▼

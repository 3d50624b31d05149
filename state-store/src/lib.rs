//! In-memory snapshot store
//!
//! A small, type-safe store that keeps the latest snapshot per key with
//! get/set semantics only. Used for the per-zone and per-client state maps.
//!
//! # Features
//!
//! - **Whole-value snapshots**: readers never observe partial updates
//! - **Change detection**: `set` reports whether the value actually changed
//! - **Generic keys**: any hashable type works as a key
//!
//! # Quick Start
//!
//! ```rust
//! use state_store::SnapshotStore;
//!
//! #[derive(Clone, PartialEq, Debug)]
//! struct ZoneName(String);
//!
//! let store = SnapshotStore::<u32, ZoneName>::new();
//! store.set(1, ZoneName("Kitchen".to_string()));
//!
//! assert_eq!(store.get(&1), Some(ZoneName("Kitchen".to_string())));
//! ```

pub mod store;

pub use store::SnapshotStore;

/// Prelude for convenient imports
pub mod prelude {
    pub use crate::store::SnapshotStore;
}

▲
▼

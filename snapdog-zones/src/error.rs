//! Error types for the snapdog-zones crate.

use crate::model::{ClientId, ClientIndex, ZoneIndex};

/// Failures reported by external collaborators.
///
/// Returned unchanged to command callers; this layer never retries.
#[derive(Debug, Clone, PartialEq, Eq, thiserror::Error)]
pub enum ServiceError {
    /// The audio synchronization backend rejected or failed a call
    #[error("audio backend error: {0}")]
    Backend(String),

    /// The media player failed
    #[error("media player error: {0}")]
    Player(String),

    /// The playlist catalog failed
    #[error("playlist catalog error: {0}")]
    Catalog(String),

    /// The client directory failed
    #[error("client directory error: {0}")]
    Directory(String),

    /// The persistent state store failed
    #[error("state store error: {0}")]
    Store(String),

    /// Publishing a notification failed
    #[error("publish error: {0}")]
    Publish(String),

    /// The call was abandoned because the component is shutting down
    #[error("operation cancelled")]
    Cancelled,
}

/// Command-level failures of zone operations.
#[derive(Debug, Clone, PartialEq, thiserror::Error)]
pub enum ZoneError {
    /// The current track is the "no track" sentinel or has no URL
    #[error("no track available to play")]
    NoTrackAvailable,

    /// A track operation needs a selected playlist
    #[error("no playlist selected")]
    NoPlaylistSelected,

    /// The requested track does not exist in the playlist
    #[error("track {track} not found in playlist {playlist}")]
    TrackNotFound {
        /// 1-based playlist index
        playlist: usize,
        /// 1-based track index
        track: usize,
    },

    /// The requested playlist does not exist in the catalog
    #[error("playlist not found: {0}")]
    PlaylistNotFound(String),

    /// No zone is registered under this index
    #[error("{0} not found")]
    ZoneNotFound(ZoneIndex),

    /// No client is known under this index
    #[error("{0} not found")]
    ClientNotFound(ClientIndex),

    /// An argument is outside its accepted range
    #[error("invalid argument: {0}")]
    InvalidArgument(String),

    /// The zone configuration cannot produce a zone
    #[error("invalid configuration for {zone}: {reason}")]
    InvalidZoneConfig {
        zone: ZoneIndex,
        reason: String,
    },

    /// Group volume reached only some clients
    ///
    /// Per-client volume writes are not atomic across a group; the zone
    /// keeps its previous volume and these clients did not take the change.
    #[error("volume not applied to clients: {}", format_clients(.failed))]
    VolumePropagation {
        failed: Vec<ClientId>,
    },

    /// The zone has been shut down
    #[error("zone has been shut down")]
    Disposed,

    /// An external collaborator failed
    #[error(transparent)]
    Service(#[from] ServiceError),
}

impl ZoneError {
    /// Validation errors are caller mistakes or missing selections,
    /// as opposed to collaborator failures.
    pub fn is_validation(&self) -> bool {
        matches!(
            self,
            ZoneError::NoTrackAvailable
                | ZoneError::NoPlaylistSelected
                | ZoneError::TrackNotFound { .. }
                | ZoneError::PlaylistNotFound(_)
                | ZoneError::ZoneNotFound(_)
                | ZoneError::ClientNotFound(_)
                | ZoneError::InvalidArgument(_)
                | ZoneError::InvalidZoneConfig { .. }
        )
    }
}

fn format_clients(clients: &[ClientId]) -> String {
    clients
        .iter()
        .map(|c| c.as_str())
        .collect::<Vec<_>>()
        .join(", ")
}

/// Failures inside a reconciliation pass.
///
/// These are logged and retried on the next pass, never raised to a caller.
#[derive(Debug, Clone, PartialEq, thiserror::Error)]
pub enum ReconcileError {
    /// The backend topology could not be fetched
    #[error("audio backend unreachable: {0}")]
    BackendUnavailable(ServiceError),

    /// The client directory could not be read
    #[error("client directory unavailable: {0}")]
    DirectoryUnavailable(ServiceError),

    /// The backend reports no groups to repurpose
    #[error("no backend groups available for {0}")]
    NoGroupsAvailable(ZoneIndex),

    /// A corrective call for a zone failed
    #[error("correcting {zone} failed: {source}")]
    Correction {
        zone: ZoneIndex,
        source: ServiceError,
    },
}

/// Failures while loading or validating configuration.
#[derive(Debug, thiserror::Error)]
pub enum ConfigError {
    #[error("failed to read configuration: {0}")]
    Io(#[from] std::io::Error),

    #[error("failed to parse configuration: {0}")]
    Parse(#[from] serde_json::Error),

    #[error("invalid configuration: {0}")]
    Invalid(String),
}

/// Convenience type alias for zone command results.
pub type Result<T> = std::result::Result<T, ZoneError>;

▲
▼

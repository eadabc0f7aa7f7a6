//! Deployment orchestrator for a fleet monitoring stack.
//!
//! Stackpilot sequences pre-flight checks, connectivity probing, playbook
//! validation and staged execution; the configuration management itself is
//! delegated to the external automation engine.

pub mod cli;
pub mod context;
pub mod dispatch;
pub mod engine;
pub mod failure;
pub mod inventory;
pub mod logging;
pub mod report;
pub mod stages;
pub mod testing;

▲

- [Work order] Which lines of the data include the string "thiserror"? Copy each of them.

- [Answer to this problem]
#[derive(Debug, Clone, PartialEq, Eq, thiserror::Error)]
#[derive(Debug, Clone, PartialEq, thiserror::Error)]
#[derive(Debug, Clone, PartialEq, thiserror::Error)]
#[derive(Debug, thiserror::Error)]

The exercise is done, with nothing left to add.